あるきっかけがあり「屋上」と「自由」について考えてみたくなった。
ミーハーだけど、僕の「自由」に関する考えは宮台真司の影響が大きいようだ。


学生のころ神戸の殺人事件があり、建築について悶々としていた時期に、友人に進められて『世紀末の作法』を読んだ。

そこにあった『「屋上」という居場所』という文章で僕は初めて「建築」と「機能」や「自由」の関係を考えたのだ。

(思えば「酒鬼薔薇」と宮台を知らなければ問題意識を持つこともなく、今頃はのんきにそして優雅に暮らしていただろうに・・・・(kazutoよオアイコかいな?))

『世紀末の作法』は手元にないので検索してみると、こんな学生コンペが引っ掛かった。(最近、あまり念入りに雑誌を見ないので知らなかった・・・)

コンペのテーマ、まさしく宮台真司の文章だ。

原文も宮台のブログに載っていたので読んでみたが、『世紀末の作法』の『「屋上」という居場所』の趣旨もほぼこういうことだったと記憶している。

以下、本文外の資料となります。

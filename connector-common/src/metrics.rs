//! Request counters in Prometheus text format.

use std::sync::atomic::{AtomicU64, Ordering};

/// A monotonically increasing counter.
#[derive(Debug)]
pub struct Counter {
    name: String,
    help: String,
    value: AtomicU64,
}

impl Counter {
    /// Create a new counter.
    #[must_use]
    pub fn new(name: impl Into<String>, help: impl Into<String>) -> Self {
        Self {
            name: name.into(),
            help: help.into(),
            value: AtomicU64::new(0),
        }
    }

    /// Increment the counter by 1.
    pub fn inc(&self) {
        self.value.fetch_add(1, Ordering::Relaxed);
    }

    /// Get the current value.
    #[must_use]
    pub fn get(&self) -> u64 {
        self.value.load(Ordering::Relaxed)
    }

    /// Format as Prometheus text.
    #[must_use]
    pub fn to_prometheus(&self) -> String {
        format!(
            "# HELP {} {}\n# TYPE {} counter\n{} {}\n",
            self.name,
            self.help,
            self.name,
            self.name,
            self.get()
        )
    }
}

/// A value that goes up and down.
#[derive(Debug)]
pub struct Gauge {
    name: String,
    help: String,
    value: AtomicU64,
}

impl Gauge {
    /// Create a new gauge.
    #[must_use]
    pub fn new(name: impl Into<String>, help: impl Into<String>) -> Self {
        Self {
            name: name.into(),
            help: help.into(),
            value: AtomicU64::new(0),
        }
    }

    /// Set the gauge value.
    pub fn set(&self, value: u64) {
        self.value.store(value, Ordering::Relaxed);
    }

    /// Increment the gauge by 1.
    pub fn inc(&self) {
        self.value.fetch_add(1, Ordering::Relaxed);
    }

    /// Decrement the gauge by 1, stopping at zero.
    pub fn dec(&self) {
        let _ = self
            .value
            .fetch_update(Ordering::Relaxed, Ordering::Relaxed, |v| {
                Some(v.saturating_sub(1))
            });
    }

    /// Get the current value.
    #[must_use]
    pub fn get(&self) -> u64 {
        self.value.load(Ordering::Relaxed)
    }

    /// Format as Prometheus text.
    #[must_use]
    pub fn to_prometheus(&self) -> String {
        format!(
            "# HELP {} {}\n# TYPE {} gauge\n{} {}\n",
            self.name,
            self.help,
            self.name,
            self.name,
            self.get()
        )
    }
}

/// Outbound request accounting for one remote service.
#[derive(Debug)]
pub struct RequestMetrics {
    /// Requests sent, retries included
    pub requests: Counter,
    /// Attempts that failed with a transport error or a retryable status
    pub failures: Counter,
    /// Requests rejected by an open circuit breaker
    pub rejected: Counter,
    /// Requests currently awaiting a response
    pub in_flight: Gauge,
}

impl RequestMetrics {
    /// Create request metrics with the given prefix.
    #[must_use]
    pub fn new(prefix: &str) -> Self {
        Self {
            requests: Counter::new(
                format!("{prefix}_requests_total"),
                "Total number of outbound requests",
            ),
            failures: Counter::new(
                format!("{prefix}_request_failures_total"),
                "Total number of failed outbound requests",
            ),
            rejected: Counter::new(
                format!("{prefix}_requests_rejected_total"),
                "Total number of requests rejected by the circuit breaker",
            ),
            in_flight: Gauge::new(
                format!("{prefix}_requests_in_flight"),
                "Number of outbound requests awaiting a response",
            ),
        }
    }

    /// Format all metrics as Prometheus text.
    #[must_use]
    pub fn to_prometheus(&self) -> String {
        format!(
            "{}{}{}{}",
            self.requests.to_prometheus(),
            self.failures.to_prometheus(),
            self.rejected.to_prometheus(),
            self.in_flight.to_prometheus()
        )
    }
}

#[cfg(test)]
mod tests {
    use super::*;

    #[test]
    fn test_counter() {
        let counter = Counter::new("test_counter", "A test counter");
        assert_eq!(counter.get(), 0);

        counter.inc();
        counter.inc();
        assert_eq!(counter.get(), 2);
    }

    #[test]
    fn test_gauge_never_underflows() {
        let gauge = Gauge::new("test_gauge", "A test gauge");
        gauge.dec();
        assert_eq!(gauge.get(), 0);

        gauge.set(2);
        gauge.inc();
        gauge.dec();
        assert_eq!(gauge.get(), 2);
    }

    #[test]
    fn test_request_metrics_prometheus_format() {
        let metrics = RequestMetrics::new("vault");
        metrics.requests.inc();
        metrics.requests.inc();
        metrics.requests.inc();
        metrics.failures.inc();

        let output = metrics.to_prometheus();
        assert!(output.contains("# TYPE vault_requests_total counter"));
        assert!(output.contains("vault_requests_total 3"));
        assert!(output.contains("vault_request_failures_total 1"));
        assert!(output.contains("vault_requests_in_flight 0"));
    }
}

このブログで今考えていることを見てみると、10年ほど前に読んだこの本の影響の大きさにびっくりした。

「自由」の感じ方にまで影響をうけている。

■教室にいれば学ぶ人。廊下にいれば通行する人。校庭にいれば運動する人。どこも機能が指定され、そこにいるだけで機能を担わせられる。屋上は違った。そこは機能の空白。どこでもない場所。どこでもない場所で、何でもない人になって、解放される──。
■しかし、やがて人々は、どこでもない場所に、何でもない人が集まること自体を、不安がるようになった。集合住宅の屋上はロックされ、学校の屋上はバスケットコートになったりプールになったりと、機能化された。かくして最後のどこでもない場所が消去された。
■空間の機能的意味が明確になると、人は一方で自由になり、他方で不自由になる。近代化へと向けた動きは、不自由のマイナスより、自由のプラスを評価する価値を一般化した。さて、いったん近代化を遂げた人々が、いつまでも同じ価値観に拘束される必要があるか。
■イエやウチが「住宅」になったとき、人は、一方で自由になり、他方で不自由になった。何が不自由になったのかを記憶する人々が、社会からどんどん退場していく。だからこそ、いま「溶解する境界・あいまいな場所」なのだ。私たちの歴史意識が問われている──。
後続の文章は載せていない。